Le parallèle avec le secteur aérien, qui a vu monter en puissance les opérateurs low-cost durant les années 2000, est instructif : les nouveaux concurrents sont arrivés eux aussi avec une offre tarifaire de rupture, très agressive. Certains d'entre eux sont d'ailleurs venus contester le leader historique sur son propre réseau court et moyen-courrier, à l'image ­d'Easyjet sur Paris-Nice.

Dans l'aérien, les leaders ont souvent réagi en lançant leur propre offre low-cost, pour se battre avec les mêmes armes que le nouvel entrant. Le résultat n'a pas été probant : la riposte a été trop tardive et les compagnies historiques n'ont pas réussi à dupliquer la structure de coûts des "low cost". La bonne stratégie aurait consisté à "couper l'herbe sous le pied" des nouveaux entrants, en rachetant par exemple une compagnie low-cost, plutôt que d'en créer une à partir de l'existant.

A la différence de l'aérien, il est probable que la stratégie de dédoublement soit couronnée de succès dans la téléphonie mobile. Tout d'abord, les opérateurs ont lancé leur offre "low cost" avant l'entrée de Free, notamment avec les marques Sosh et B&You ; de plus, ils peuvent dupliquer un business modèle assez similaire à celui de Free, avec une offre 100% "online", afin de minimiser les coûts de structure. Free va donc se retrouver rapidement en concurrence frontale avec les filiales "low cost" des trois opérateurs installés : la bataille des prix ne s'est d'ailleurs pas fait attendre, avec l'annonce d'une baisse du forfait "illimité" de Sosh et B&You à 24,90 euros, trois jours après l'entrée de Free.

Mais les trois opérateurs installés ne sont pas au bout de leurs peines. Ils font le pari que le marché du mobile restera segmenté entre une offre "low-cost", qui ne touchera qu'une petite fraction de la population, sensible à l'argument des prix bas et confiante dans le modèle online, et une offre "principale", demandeuse de services avant et après l'achat du forfait, notamment au travers d'un réseau dense de points de vente.

Au vu de ce qui s'est passé dans l'aérien, il est permis de douter de la pérennité d'un tel dualisme : les leaders du transport aérien pensaient, eux aussi, que le low-cost serait un marché de niche alors qu'il s'est révélé être une lame de fond, témoignant d'un changement profond du comportement d'une majorité de clients.
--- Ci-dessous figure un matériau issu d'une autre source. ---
#![deny(missing_docs)]
//! Telegram transport adapter for Oxide Purge.

/// Telegram-specific bot/transport implementation.
pub mod bot;
/// Telegram transport configuration.
pub mod config;
/// Telegram runtime entrypoint.
pub mod runner;
impl fmt::Display for FieldName {
    fn fmt(&self, f: &mut fmt::Formatter<'_>) -> fmt::Result {
        f.write_str(self.as_str())
    }
}

/// One column-to-field claim made by the semantic interpreter.
#[derive(Debug, Clone, PartialEq, Serialize, Deserialize, JsonSchema)]
pub struct ColumnClaim {
    #[schemars(description = "Zero-based column index in the grid")]
    pub column: i64,
    #[schemars(
        description = "Canonical field name: mrr, arr, mrr_growth_mom, burn_rate, cash_balance, runway_months, churn, customers or net_cash_flow"
    )]
    pub field: String,
}

/// Layout proposal from the external semantic interpreter.
///
/// Nothing in here is trusted. Indices are signed so out-of-range proposals
/// survive decoding and are rejected by the column mapper instead.
#[derive(Debug, Clone, PartialEq, Default, Serialize, Deserialize, JsonSchema)]
pub struct ColumnMappingHint {
    #[schemars(description = "Zero-based index of the row holding column headers")]
    pub header_row_index: i64,

    #[schemars(description = "Zero-based index of the column holding the reporting month")]
    pub month_column: Option<i64>,

    #[serde(default)]
    #[schemars(description = "Which column holds which KPI field")]
    pub claims: Vec<ColumnClaim>,

    #[serde(default)]
    #[schemars(description = "Short justifications for the chosen columns")]
    pub rationale: Vec<String>,

    #[serde(default)]
    #[schemars(description = "Columns deliberately left unmapped, with reasons")]
    pub rejected: Vec<String>,
}
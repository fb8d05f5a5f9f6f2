use crate::schema::{
    CollectionMethod, Confidence, FieldName, KpiSnapshot, KpiSource, KpiStatus, KpiValue,
    ManualEntry, PeriodRow, ProcessorPeriod,
};
use chrono::{DateTime, NaiveDate, Utc};
use log::debug;

#[derive(Debug, Clone, Copy, PartialEq, Eq)]
enum Origin {
    Sheet,
    Processor,
}

/// Per-field source ranking. Manual entries sit above all of these.
fn priority(field: FieldName, method: CollectionMethod) -> [Origin; 2] {
    use Origin::*;
    match field {
        FieldName::Mrr | FieldName::Arr => match method {
            CollectionMethod::Billing => [Processor, Sheet],
            CollectionMethod::Payments => [Sheet, Processor],
        },
        FieldName::MrrGrowthMom | FieldName::Customers => [Processor, Sheet],
        _ => [Sheet, Processor],
    }
}

/// Merges the sources of one period into a snapshot.
///
/// Every run starts from an empty snapshot: nothing previously persisted is
/// consulted, so stale values cannot leak into a fresh result.
#[derive(Debug, Clone)]
pub struct SourceMerger {
    company_id: String,
    method: CollectionMethod,
    updated_at: DateTime<Utc>,
}

impl SourceMerger {
    pub fn new(
        company_id: impl Into<String>,
        method: CollectionMethod,
        updated_at: DateTime<Utc>,
    ) -> Self {
        Self {
            company_id: company_id.into(),
            method,
            updated_at,
        }
    }

    pub fn merge(
        &self,
        period_date: NaiveDate,
        sheet: Option<&PeriodRow>,
        processor: Option<&ProcessorPeriod>,
    ) -> KpiSnapshot {
        self.merge_with_manual(period_date, sheet, processor, &[])
    }

    /// Like `merge`, with manual entries outranking every other source.
    /// Entries for other periods are ignored.
    pub fn merge_with_manual(
        &self,
        period_date: NaiveDate,
        sheet: Option<&PeriodRow>,
        processor: Option<&ProcessorPeriod>,
        manual: &[ManualEntry],
    ) -> KpiSnapshot {
        let mut snapshot = KpiSnapshot::empty(self.company_id.clone(), period_date);

        for field in FieldName::KPI_FIELDS {
            let manual_value = manual
                .iter()
                .rev()
                .find(|entry| entry.period_date == period_date && entry.field == field);
            if let Some(entry) = manual_value {
                snapshot.kpis.insert(field, self.manual_value(entry.value));
                continue;
            }

            if field == FieldName::RunwayMonths {
                if let Some(row) = sheet {
                    if row.runway_status == Some(KpiStatus::NotApplicable) {
                        snapshot.kpis.insert(
                            field,
                            KpiValue::not_applicable(row.runway_label.clone(), self.updated_at),
                        );
                        continue;
                    }
                }
            }

            let winner = priority(field, self.method)
                .into_iter()
                .find_map(|origin| match origin {
                    Origin::Sheet => sheet.and_then(|row| self.sheet_value(row, field)),
                    Origin::Processor => processor.and_then(|p| self.processor_value(p, field)),
                });

            match winner {
                Some(kpi) => {
                    snapshot.kpis.insert(field, kpi);
                }
                None if field == FieldName::RunwayMonths => {
                    if let Some(label) = sheet.and_then(|row| row.runway_label.clone()) {
                        let mut kpi = KpiValue::missing();
                        kpi.label = Some(label);
                        snapshot.kpis.insert(field, kpi);
                    }
                }
                None => {}
            }
        }

        debug!(
            "Merged {} {}: {} of {} KPIs populated",
            self.company_id,
            period_date,
            snapshot.kpis.values().filter(|k| k.value.is_some()).count(),
            FieldName::KPI_FIELDS.len()
        );

        snapshot
    }

    /// Net cash flow for one period under the same ranking as the KPIs. It is
    /// never persisted; it only feeds the finance rules and the sanity pass.
    pub fn net_cash_flow(
        &self,
        period_date: NaiveDate,
        sheet: Option<&PeriodRow>,
        processor: Option<&ProcessorPeriod>,
        manual: &[ManualEntry],
    ) -> Option<f64> {
        let manual_value = manual.iter().rev().find(|entry| {
            entry.period_date == period_date && entry.field == FieldName::NetCashFlow
        });
        if let Some(entry) = manual_value {
            return Some(entry.value);
        }

        priority(FieldName::NetCashFlow, self.method)
            .into_iter()
            .find_map(|origin| match origin {
                Origin::Sheet => sheet.and_then(|row| row.net_cash_flow),
                Origin::Processor => processor
                    .and_then(|p| p.values.get(&FieldName::NetCashFlow))
                    .copied(),
            })
    }

    fn sheet_value(&self, row: &PeriodRow, field: FieldName) -> Option<KpiValue> {
        let value = row.get(field)?;
        let derived = row.derived.contains(&field);
        Some(KpiValue {
            value: Some(value),
            source: if derived {
                KpiSource::Computed
            } else {
                KpiSource::Sheet
            },
            updated_at: Some(self.updated_at),
            status: Some(if derived {
                KpiStatus::Derived
            } else {
                KpiStatus::Active
            }),
            label: None,
            confidence: Some(if derived {
                Confidence::Medium
            } else {
                Confidence::High
            }),
        })
    }

    fn processor_value(&self, period: &ProcessorPeriod, field: FieldName) -> Option<KpiValue> {
        let value = *period.values.get(&field)?;
        let estimated = self.method == CollectionMethod::Payments
            && matches!(field, FieldName::Mrr | FieldName::Arr);
        Some(KpiValue {
            value: Some(value),
            source: KpiSource::PaymentProcessor,
            updated_at: Some(self.updated_at),
            status: Some(KpiStatus::Active),
            label: None,
            confidence: Some(if estimated {
                Confidence::Medium
            } else {
                Confidence::High
            }),
        })
    }

    fn manual_value(&self, value: f64) -> KpiValue {
        KpiValue {
            value: Some(value),
            source: KpiSource::Manual,
            updated_at: Some(self.updated_at),
            status: Some(KpiStatus::Active),
            label: None,
            confidence: Some(Confidence::High),
        }
    }
}

/// One-shot merge of a sheet row and processor values for a single period.
pub fn merge(
    company_id: &str,
    period_date: NaiveDate,
    sheet: Option<&PeriodRow>,
    processor: Option<&ProcessorPeriod>,
    method: CollectionMethod,
    updated_at: DateTime<Utc>,
) -> KpiSnapshot {
    SourceMerger::new(company_id, method, updated_at).merge(period_date, sheet, processor)
}
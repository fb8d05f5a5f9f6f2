use crate::arr::classify_arr;
use crate::column_mapper::ColumnMapper;
use crate::config::EngineConfig;
use crate::derived::{fill_series, refresh_series_growth};
use crate::error::Result;
use crate::finance_rules::{apply_to_row, validate, FinanceMetrics};
use crate::merger::SourceMerger;
use crate::sanity::{post_process, Evidence};
use crate::schema::{
    CollectionMethod, ColumnMappingHint, Confidence, FieldName, Grid, KpiSeries, KpiSnapshot,
    KpiSource, KpiStatus, KpiValue, ManualEntry, PeriodRow, ProcessorPeriod, RowMeta,
};
use chrono::{DateTime, NaiveDate, Utc};
use log::{debug, info, warn};
use serde::{Deserialize, Serialize};
use std::collections::{BTreeMap, BTreeSet};

/// Proposes how a grid is laid out. Implementations may be wrong; every
/// proposal is validated before a single number is read.
pub trait SemanticInterpreter: Send + Sync {
    fn propose_mapping(&self, grid: &Grid) -> Result<ColumnMappingHint>;
}

/// Always proposes the same hint.
#[derive(Debug, Clone)]
pub struct StaticInterpreter {
    hint: ColumnMappingHint,
}

impl StaticInterpreter {
    pub fn new(hint: ColumnMappingHint) -> Self {
        Self { hint }
    }
}

impl SemanticInterpreter for StaticInterpreter {
    fn propose_mapping(&self, _grid: &Grid) -> Result<ColumnMappingHint> {
        Ok(self.hint.clone())
    }
}

/// Replays a hint captured in the interpreter's JSON wire format.
#[derive(Debug, Clone)]
pub struct JsonHintInterpreter {
    json: String,
}

impl JsonHintInterpreter {
    pub fn new(json: impl Into<String>) -> Self {
        Self { json: json.into() }
    }
}

impl SemanticInterpreter for JsonHintInterpreter {
    fn propose_mapping(&self, _grid: &Grid) -> Result<ColumnMappingHint> {
        ColumnMappingHint::from_json_str(&self.json)
    }
}

/// External services the pipeline depends on, passed in per call.
#[derive(Clone, Copy)]
pub struct Collaborators<'a> {
    pub interpreter: &'a dyn SemanticInterpreter,
}

impl<'a> Collaborators<'a> {
    pub fn new(interpreter: &'a dyn SemanticInterpreter) -> Self {
        Self { interpreter }
    }
}

/// Everything known about one company for one run.
#[derive(Debug, Clone, Default, Serialize, Deserialize)]
pub struct CompanyInput {
    pub company_id: String,
    #[serde(default)]
    pub grid: Grid,
    #[serde(default)]
    pub processor: Vec<ProcessorPeriod>,
    #[serde(default)]
    pub processor_method: CollectionMethod,
    #[serde(default)]
    pub manual: Vec<ManualEntry>,
}

impl CompanyInput {
    pub fn new(company_id: impl Into<String>, grid: Grid) -> Self {
        Self {
            company_id: company_id.into(),
            grid,
            ..Default::default()
        }
    }

    pub fn with_processor(mut self, method: CollectionMethod, periods: Vec<ProcessorPeriod>) -> Self {
        self.processor_method = method;
        self.processor = periods;
        self
    }

    pub fn with_manual(mut self, entries: Vec<ManualEntry>) -> Self {
        self.manual = entries;
        self
    }
}

pub struct KpiPipeline {
    config: EngineConfig,
}

impl KpiPipeline {
    pub fn new(config: EngineConfig) -> Result<Self> {
        config.validate()?;
        Ok(Self { config })
    }

    pub fn config(&self) -> &EngineConfig {
        &self.config
    }

    pub fn run(&self, input: &CompanyInput, collaborators: &Collaborators) -> Result<KpiSeries> {
        self.run_at(input, collaborators, Utc::now())
    }

    /// Runs one company with a fixed `updated_at` stamp.
    pub fn run_at(
        &self,
        input: &CompanyInput,
        collaborators: &Collaborators,
        updated_at: DateTime<Utc>,
    ) -> Result<KpiSeries> {
        info!("Processing KPIs for company: {}", input.company_id);

        let mut warnings = Vec::new();
        let (sheet_rows, evidence) = self.read_sheet(input, collaborators, &mut warnings);
        debug!(
            "{}: {} sheet periods, {} processor periods, {} manual entries",
            input.company_id,
            sheet_rows.len(),
            input.processor.len(),
            input.manual.len()
        );

        let (mut snapshots, flows) = self.merge_sources(input, &sheet_rows, updated_at);
        refresh_series_growth(&mut snapshots, updated_at);
        classify_arr(&mut snapshots, &self.config);

        let rows: Vec<PeriodRow> = snapshots
            .iter()
            .map(|snapshot| self.reconcile(snapshot, flows.get(&snapshot.period_date).copied()))
            .collect();

        let processed = post_process(rows, &evidence, &self.config);
        warnings.extend(processed.warnings);

        for row in &processed.rows {
            let result = validate(&FinanceMetrics::from_row(row));
            if !result.valid {
                warn!(
                    "{} {}: invariant check failed: {}",
                    input.company_id,
                    row.period_date,
                    result.errors.join("; ")
                );
            }
            result.into_result(row.period_date)?;
        }

        for (snapshot, (row, meta)) in snapshots
            .iter_mut()
            .zip(processed.rows.iter().zip(&processed.row_meta))
        {
            apply_row(snapshot, row, meta, updated_at);
        }

        info!(
            "Finished {}: {} periods, {} warnings",
            input.company_id,
            snapshots.len(),
            warnings.len()
        );

        Ok(KpiSeries {
            company_id: input.company_id.clone(),
            snapshots,
            row_meta: processed.row_meta,
            warnings,
        })
    }

    /// Runs independent companies on scoped threads. Results keep input order.
    pub fn run_many(
        &self,
        inputs: &[CompanyInput],
        collaborators: &Collaborators,
    ) -> Vec<Result<KpiSeries>> {
        let updated_at = Utc::now();
        std::thread::scope(|scope| {
            let handles: Vec<_> = inputs
                .iter()
                .map(|input| scope.spawn(move || self.run_at(input, collaborators, updated_at)))
                .collect();

            handles
                .into_iter()
                .map(|handle| {
                    handle
                        .join()
                        .unwrap_or_else(|payload| std::panic::resume_unwind(payload))
                })
                .collect()
        })
    }

    fn read_sheet(
        &self,
        input: &CompanyInput,
        collaborators: &Collaborators,
        warnings: &mut Vec<String>,
    ) -> (Vec<PeriodRow>, Evidence) {
        if input.grid.is_empty() {
            debug!("{}: no sheet grid supplied", input.company_id);
            return (Vec::new(), Evidence::default());
        }

        let hint = match collaborators.interpreter.propose_mapping(&input.grid) {
            Ok(hint) => hint,
            Err(e) => {
                warn!("{}: interpreter failed: {}", input.company_id, e);
                warnings.push(format!("Sheet ignored: {}", e));
                return (Vec::new(), Evidence::default());
            }
        };

        let mapped = ColumnMapper::new(&input.grid, &self.config).map(&hint);
        warnings.extend(mapped.rejections);

        let Some(mapping) = mapped.mapping else {
            return (Vec::new(), Evidence::default());
        };
        let evidence = Evidence::from_grid(&input.grid, mapping.header_row);

        let mut rows = mapped.rows;
        for row in rows.iter_mut() {
            apply_to_row(row, &self.config);
        }
        (fill_series(&rows, &self.config), evidence)
    }

    fn merge_sources(
        &self,
        input: &CompanyInput,
        sheet_rows: &[PeriodRow],
        updated_at: DateTime<Utc>,
    ) -> (Vec<KpiSnapshot>, BTreeMap<NaiveDate, f64>) {
        let periods: BTreeSet<NaiveDate> = sheet_rows
            .iter()
            .map(|row| row.period_date)
            .chain(input.processor.iter().map(|p| p.period_date))
            .chain(input.manual.iter().map(|m| m.period_date))
            .collect();

        let merger = SourceMerger::new(input.company_id.clone(), input.processor_method, updated_at);
        let mut flows = BTreeMap::new();
        let snapshots = periods
            .into_iter()
            .map(|period| {
                let sheet = sheet_rows.iter().find(|row| row.period_date == period);
                let processor = input.processor.iter().find(|p| p.period_date == period);
                if let Some(ncf) = merger.net_cash_flow(period, sheet, processor, &input.manual) {
                    flows.insert(period, ncf);
                }
                merger.merge_with_manual(period, sheet, processor, &input.manual)
            })
            .collect();
        (snapshots, flows)
    }

    /// Re-applies the finance rules to a merged snapshot. Manual values are
    /// restored afterwards; they only yield to the invariant checks.
    fn reconcile(&self, snapshot: &KpiSnapshot, net_cash_flow: Option<f64>) -> PeriodRow {
        let mut row = PeriodRow::new(snapshot.period_date);
        let mut manual = Vec::new();

        for (field, kpi) in &snapshot.kpis {
            row.set(*field, kpi.value);
            if kpi.value.is_some() && kpi.source == KpiSource::Computed {
                row.derived.insert(*field);
            }
            if let (Some(value), KpiSource::Manual) = (kpi.value, kpi.source) {
                manual.push((*field, value));
            }
        }

        if let Some(runway) = snapshot.kpi(FieldName::RunwayMonths) {
            row.runway_status = runway.status;
            row.runway_label = runway.label.clone();
        }

        let manual_burn = manual.iter().any(|(f, _)| *f == FieldName::BurnRate);
        row.net_cash_flow = if manual_burn { None } else { net_cash_flow };

        apply_to_row(&mut row, &self.config);

        for (field, value) in manual {
            row.set(field, Some(value));
            row.derived.remove(&field);
            if field == FieldName::RunwayMonths {
                row.runway_status = Some(KpiStatus::Active);
                row.runway_label = None;
            }
        }
        row
    }
}

/// Copies corrected values and downgraded confidence back onto a snapshot.
fn apply_row(snapshot: &mut KpiSnapshot, row: &PeriodRow, meta: &RowMeta, updated_at: DateTime<Utc>) {
    for field in FieldName::KPI_FIELDS {
        let new_value = row.get(field);
        let field_meta = meta.field(field);
        let Some(kpi) = snapshot.kpis.get_mut(&field) else {
            continue;
        };

        let changed = match (kpi.value, new_value) {
            (Some(old), Some(new)) => (old - new).abs() > 1e-9,
            (None, None) => false,
            _ => true,
        };

        if changed {
            *kpi = match new_value {
                Some(value) => KpiValue {
                    value: Some(value),
                    source: KpiSource::Computed,
                    updated_at: Some(updated_at),
                    status: Some(KpiStatus::Derived),
                    label: None,
                    confidence: Some(Confidence::Medium),
                },
                None => KpiValue {
                    updated_at: Some(updated_at),
                    ..KpiValue::missing()
                },
            };
        }

        if field == FieldName::RunwayMonths && new_value.is_none() {
            if let Some(status) = row.runway_status {
                kpi.status = Some(status);
                kpi.label = row.runway_label.clone();
            }
        }

        if kpi.value.is_some() {
            if let Some(field_meta) = field_meta {
                let current = kpi.confidence.unwrap_or(Confidence::High);
                kpi.confidence = Some(current.capped_at(field_meta.confidence));
            }
        }
    }
}

/// Convenience wrapper over [`KpiPipeline::run`] with the default configuration.
pub fn normalize_company(input: &CompanyInput, interpreter: &dyn SemanticInterpreter) -> Result<KpiSeries> {
    let pipeline = KpiPipeline::new(EngineConfig::default())?;
    pipeline.run(input, &Collaborators::new(interpreter))
}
Sur le segment du court et moyen-courrier ? la situation est très différente sur le long-courrier ?, le transport aérien est tombé progressivement dans le champ des "commodités". Cela signifie qu'au-delà d'une qualité minimale et non négociable (à savoir la sécurité et la ponctualité des vols) le prix est devenu, aux yeux des consommateurs, le critère principal de choix. Tout le reste relève de l'accessoire et est transformé en options ­payantes.

Imaginons qu'une majorité d'abonnés de la téléphonie mobile estiment à leur tour qu'au-delà de la qualité intrinsèque du matériel ? qui ne dépend pas des opérateurs mais des constructeurs ? de la qualité physique du réseau (couverture, débit, etc.), de la réactivité du SAV (qui peut tout à fait être assurée via une hotline performante et quelques points de contact), tout le reste relève du "superflu" : la viabilité d'un modèle fondé sur une offre diversifiée et un maillage étroit du territoire serait alors remise en cause, et la stratégie de "sanctuarisation" de l'offre principale volerait en éclats. Les consommateurs, qui raisonnent de plus en plus en termes de ratio qualité/prix, seront-ils prêts à payer demain plus cher pour avoir plus qu'une offre standard ? Les opérateurs ne devront-ils pas réinventer leur modèle ­commercial pour mieux justifier sa valeur ajoutée aux yeux des consommateurs, par exemple en faisant évoluer leurs points de vente en véritables lieux d'expérience ?

Ces questions redoutables pourraient bien se poser un jour aux opérateurs de téléphonie, comme cela a été le cas dans les secteurs de l'aérien et de la distribution alimentaire, confrontés à l'arrivée de nouveaux acteurs ayant un fort positionnement sur le prix. Une chose est sûre : l'opérateur qui saura le mieux être à l'écoute des attentes profondes de ses clients aura un coup d'avance sur ses concurrents, et retrouvera un peu de liberté dans l'inéluctable guerre des prix qui se profile à l'horizon.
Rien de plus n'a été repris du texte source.